The parallel plot is that the daughter cannot marry the man she loves (“She feels that, with this charge hanging over her father, she is not in a position to become the wife of any gentleman,” Ch. 33).  Or, really, should not, but these Barchester heroines always behave well (no anxiety), so the question is how the gentleman in question behaves.  It turns out that he also behaves well:  he proposes in spite of or perhaps even because of her disgrace, and in the face of a risk of being cut off by his family, moving from rich to not so rich (so Trollope is including that device, too); she refuses him, to spare him and his family the disgrace.  Both heroically sacrifice themselves.

What is supposed to be going on here?  Why is this interesting?  I believe I am almost to my one insight about this novel.

Wednesday, July 24, 2013

Umbrageous Trollope

I think I have no more than one real point to make about The Last Chronicle of Barset, but I am going to back into it, so to speak.  Trollope never seems to be in any hurry.

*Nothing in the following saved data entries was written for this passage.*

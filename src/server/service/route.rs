use std::collections::HashMap;

use sea_orm::DatabaseConnection;

use crate::{
    model::route::{RouteDetailDto, RouteDto, RouteListDto, RoutePayload},
    server::{
        data::{route::RouteRepository, station::StationRepository},
        error::{validation::ValidationError, Error},
        service::station::station_dto,
    },
};

pub struct RouteService<'a> {
    db: &'a DatabaseConnection,
}

impl<'a> RouteService<'a> {
    /// Creates a new instance of [`RouteService`]
    pub fn new(db: &'a DatabaseConnection) -> Self {
        Self { db }
    }

    /// Lists routes with their stations shown by name
    pub async fn list(&self) -> Result<Vec<RouteListDto>, Error> {
        let routes = RouteRepository::new(self.db).get_all().await?;

        route_list_dtos(self.db, routes).await
    }

    /// Retrieves a route with both stations embedded
    pub async fn get(&self, id: i32) -> Result<RouteDetailDto, Error> {
        let route = RouteRepository::new(self.db)
            .get_by_id(id)
            .await?
            .ok_or(Error::NotFound("Route"))?;

        let station_repo = StationRepository::new(self.db);
        let source = station_repo.get_by_id(route.source_id).await?;
        let destination = station_repo.get_by_id(route.destination_id).await?;

        let (Some(source), Some(destination)) = (source, destination) else {
            return Err(Error::InternalError(format!(
                "Stations of route ID {} are missing despite foreign key constraints",
                route.id
            )));
        };

        Ok(RouteDetailDto {
            id: route.id,
            source: station_dto(source),
            destination: station_dto(destination),
            distance: route.distance,
        })
    }

    pub async fn create(&self, payload: RoutePayload) -> Result<RouteDto, Error> {
        self.validate(&payload, None).await?;

        let route = RouteRepository::new(self.db)
            .create(payload.source, payload.destination, payload.distance)
            .await?;

        tracing::info!(route_id = %route.id, "Created route");

        Ok(route_dto(route))
    }

    pub async fn update(&self, id: i32, payload: RoutePayload) -> Result<RouteDto, Error> {
        let route_repo = RouteRepository::new(self.db);
        if route_repo.get_by_id(id).await?.is_none() {
            return Err(Error::NotFound("Route"));
        }

        self.validate(&payload, Some(id)).await?;

        let route = route_repo
            .update(id, payload.source, payload.destination, payload.distance)
            .await?
            .ok_or(Error::NotFound("Route"))?;

        Ok(route_dto(route))
    }

    /// Deletes a route along with its journeys
    pub async fn delete(&self, id: i32) -> Result<(), Error> {
        let result = RouteRepository::new(self.db).delete(id).await?;
        if result.rows_affected == 0 {
            return Err(Error::NotFound("Route"));
        }

        tracing::info!(route_id = %id, "Deleted route");

        Ok(())
    }

    async fn validate(&self, payload: &RoutePayload, route_id: Option<i32>) -> Result<(), Error> {
        if payload.source == payload.destination {
            return Err(ValidationError::invalid(
                "destination",
                "Destination must differ from the source station.",
            )
            .into());
        }
        if payload.distance < 1 {
            return Err(ValidationError::out_of_range(
                "distance",
                "Ensure this value is greater than or equal to 1.",
            )
            .into());
        }

        let station_repo = StationRepository::new(self.db);
        if station_repo.get_by_id(payload.source).await?.is_none() {
            return Err(ValidationError::does_not_exist("source", payload.source).into());
        }
        if station_repo.get_by_id(payload.destination).await?.is_none() {
            return Err(ValidationError::does_not_exist("destination", payload.destination).into());
        }

        if let Some(existing) = RouteRepository::new(self.db)
            .find_by_stations(payload.source, payload.destination)
            .await?
        {
            if Some(existing.id) != route_id {
                return Err(ValidationError::conflict(
                    "non_field_errors",
                    "The fields source, destination must make a unique set.",
                )
                .into());
            }
        }

        Ok(())
    }
}

fn route_dto(route: entity::route::Model) -> RouteDto {
    RouteDto {
        id: route.id,
        source: route.source_id,
        destination: route.destination_id,
        distance: route.distance,
    }
}

/// Maps routes to list entries, loading every referenced station in one query
pub(crate) async fn route_list_dtos(
    db: &DatabaseConnection,
    routes: Vec<entity::route::Model>,
) -> Result<Vec<RouteListDto>, Error> {
    let station_ids: Vec<i32> = routes
        .iter()
        .flat_map(|r| [r.source_id, r.destination_id])
        .collect();
    let station_names: HashMap<i32, String> = StationRepository::new(db)
        .get_by_ids(&station_ids)
        .await?
        .into_iter()
        .map(|s| (s.id, s.name))
        .collect();

    let station_name = |id: i32| station_names.get(&id).cloned().unwrap_or_default();

    Ok(routes
        .into_iter()
        .map(|route| RouteListDto {
            id: route.id,
            source: station_name(route.source_id),
            destination: station_name(route.destination_id),
            distance: route.distance,
        })
        .collect())
}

Trollope is not much of a descriptive writer.  There are some nicely meaningful pieces of furniture in Last Chronicle, and some choice clothes, but he mostly provides some kind of type and abandons anything more specific.  Are we in the house of a rich or poor person?  Now furnish accordingly.

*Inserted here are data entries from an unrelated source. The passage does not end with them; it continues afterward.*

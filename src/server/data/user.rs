use chrono::Utc;
use sea_orm::{
    ActiveModelTrait, ActiveValue, ColumnTrait, ConnectionTrait, DbErr, EntityTrait,
    IntoActiveModel, QueryFilter,
};

/// Values needed to register a user
pub struct NewUser {
    pub email: String,
    pub password_hash: String,
    pub first_name: String,
    pub last_name: String,
    pub is_staff: bool,
}

pub struct UserRepository<'a, C: ConnectionTrait> {
    db: &'a C,
}

impl<'a, C: ConnectionTrait> UserRepository<'a, C> {
    /// Creates a new instance of [`UserRepository`]
    pub fn new(db: &'a C) -> Self {
        Self { db }
    }

    pub async fn create(&self, user: NewUser) -> Result<entity::railbook_user::Model, DbErr> {
        let user = entity::railbook_user::ActiveModel {
            email: ActiveValue::Set(user.email),
            password_hash: ActiveValue::Set(user.password_hash),
            first_name: ActiveValue::Set(user.first_name),
            last_name: ActiveValue::Set(user.last_name),
            is_staff: ActiveValue::Set(user.is_staff),
            created_at: ActiveValue::Set(Utc::now().naive_utc()),
            ..Default::default()
        };

        user.insert(self.db).await
    }

    pub async fn get_by_id(&self, id: i32) -> Result<Option<entity::railbook_user::Model>, DbErr> {
        entity::prelude::RailbookUser::find_by_id(id)
            .one(self.db)
            .await
    }

    pub async fn get_by_ids(
        &self,
        ids: &[i32],
    ) -> Result<Vec<entity::railbook_user::Model>, DbErr> {
        entity::prelude::RailbookUser::find()
            .filter(entity::railbook_user::Column::Id.is_in(ids.iter().copied()))
            .all(self.db)
            .await
    }

    pub async fn find_by_email(
        &self,
        email: &str,
    ) -> Result<Option<entity::railbook_user::Model>, DbErr> {
        entity::prelude::RailbookUser::find()
            .filter(entity::railbook_user::Column::Email.eq(email))
            .one(self.db)
            .await
    }

    /// Updates profile fields, a `None` password hash keeps the current password
    pub async fn update_profile(
        &self,
        id: i32,
        first_name: String,
        last_name: String,
        password_hash: Option<String>,
    ) -> Result<Option<entity::railbook_user::Model>, DbErr> {
        let Some(user) = self.get_by_id(id).await? else {
            return Ok(None);
        };

        let mut user_am = user.into_active_model();
        user_am.first_name = ActiveValue::Set(first_name);
        user_am.last_name = ActiveValue::Set(last_name);
        if let Some(password_hash) = password_hash {
            user_am.password_hash = ActiveValue::Set(password_hash);
        }

        Ok(Some(user_am.update(self.db).await?))
    }

    /// Grants or revokes staff permissions
    pub async fn set_staff(
        &self,
        id: i32,
        is_staff: bool,
    ) -> Result<Option<entity::railbook_user::Model>, DbErr> {
        let Some(user) = self.get_by_id(id).await? else {
            return Ok(None);
        };

        let mut user_am = user.into_active_model();
        user_am.is_staff = ActiveValue::Set(is_staff);

        Ok(Some(user_am.update(self.db).await?))
    }
}
//! Utility functions shared by services and controllers.

pub mod time;
pub mod query;
use sea_orm::DatabaseConnection;

use crate::{
    model::train::{TrainTypeDto, TrainTypePayload},
    server::{
        data::train_type::TrainTypeRepository,
        error::{validation::ValidationError, Error},
    },
};

pub struct TrainTypeService<'a> {
    db: &'a DatabaseConnection,
}

impl<'a> TrainTypeService<'a> {
    /// Creates a new instance of [`TrainTypeService`]
    pub fn new(db: &'a DatabaseConnection) -> Self {
        Self { db }
    }

    pub async fn list(&self) -> Result<Vec<TrainTypeDto>, Error> {
        let train_types = TrainTypeRepository::new(self.db).get_all().await?;

        Ok(train_types.into_iter().map(train_type_dto).collect())
    }

    pub async fn get(&self, id: i32) -> Result<TrainTypeDto, Error> {
        let train_type = TrainTypeRepository::new(self.db)
            .get_by_id(id)
            .await?
            .ok_or(Error::NotFound("Train type"))?;

        Ok(train_type_dto(train_type))
    }

    pub async fn create(&self, payload: TrainTypePayload) -> Result<TrainTypeDto, Error> {
        self.validate(&payload, None).await?;

        let train_type = TrainTypeRepository::new(self.db)
            .create(payload.name)
            .await?;

        tracing::info!(train_type_id = %train_type.id, "Created train type {}", train_type.name);

        Ok(train_type_dto(train_type))
    }

    pub async fn update(&self, id: i32, payload: TrainTypePayload) -> Result<TrainTypeDto, Error> {
        let train_type_repo = TrainTypeRepository::new(self.db);
        if train_type_repo.get_by_id(id).await?.is_none() {
            return Err(Error::NotFound("Train type"));
        }

        self.validate(&payload, Some(id)).await?;

        let train_type = train_type_repo
            .update(id, payload.name)
            .await?
            .ok_or(Error::NotFound("Train type"))?;

        Ok(train_type_dto(train_type))
    }

    pub async fn delete(&self, id: i32) -> Result<(), Error> {
        let result = TrainTypeRepository::new(self.db).delete(id).await?;
        if result.rows_affected == 0 {
            return Err(Error::NotFound("Train type"));
        }

        tracing::info!(train_type_id = %id, "Deleted train type");

        Ok(())
    }

    async fn validate(
        &self,
        payload: &TrainTypePayload,
        train_type_id: Option<i32>,
    ) -> Result<(), Error> {
        if payload.name.trim().is_empty() {
            return Err(ValidationError::invalid("name", "This field may not be blank.").into());
        }

        if let Some(existing) = TrainTypeRepository::new(self.db)
            .find_by_name(&payload.name)
            .await?
        {
            if Some(existing.id) != train_type_id {
                return Err(ValidationError::conflict(
                    "name",
                    "train type with this name already exists.",
                )
                .into());
            }
        }

        Ok(())
    }
}

fn train_type_dto(train_type: entity::train_type::Model) -> TrainTypeDto {
    TrainTypeDto {
        id: train_type.id,
        name: train_type.name,
    }
}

The exceptions, the areas where Trollope is careful and precise, are place and time.  Some of the places are invented, some, mostly London and its neighborhoods, are real, but Trollope is always clear about position.  How long does it take to get from Barchester to London by train?  Barchester is invented, yet the trains run on fixed schedules.  Now that you are in Barchester, what is the way to Hogglestock, and what do you pass on the way (you pass Framley, setting of Barchester novel #4).  Time is handled with similar crispness, sometimes even following the pace of the novel’s serialization.

See, for example, this strange sentence from Chapter 32:

He was in Raymond's Buildings at half-past nine, and for half an hour walked up and down the umbrageous pavement – it used to be umbrageous, but perhaps the trees have gone now – before the doors of the various chambers.  He could hear the clock strike from Gray’s Inn…

As usual, I do not believe the context matters much.  The “he” is the novel’s main protagonist, Reverend Josiah Crawley, who because of his uncompromising principles has fallen into some legal trouble – this is the primary story in the novel – and is, against his principles, about to consult with a London attorney.

Forget all that.  What caught my attention was the parenthetical, which belongs to the omniscient narrator, who I will call Trollope.  The narrator is doing his ordinary novelistic job of scene-setting when his own use of an adjective distracts him.  It distracted me, too, even before I got to the dash.  “Shadowy,” right?  Or maybe “shady” is closer, and note thesecond definition, “inclined to take offense easily,” which accurately describes Josiah Crawley.  So there is a double meaning, presumably why Trollope did not just write “shady.”  But this is my digression, not Trollope’s.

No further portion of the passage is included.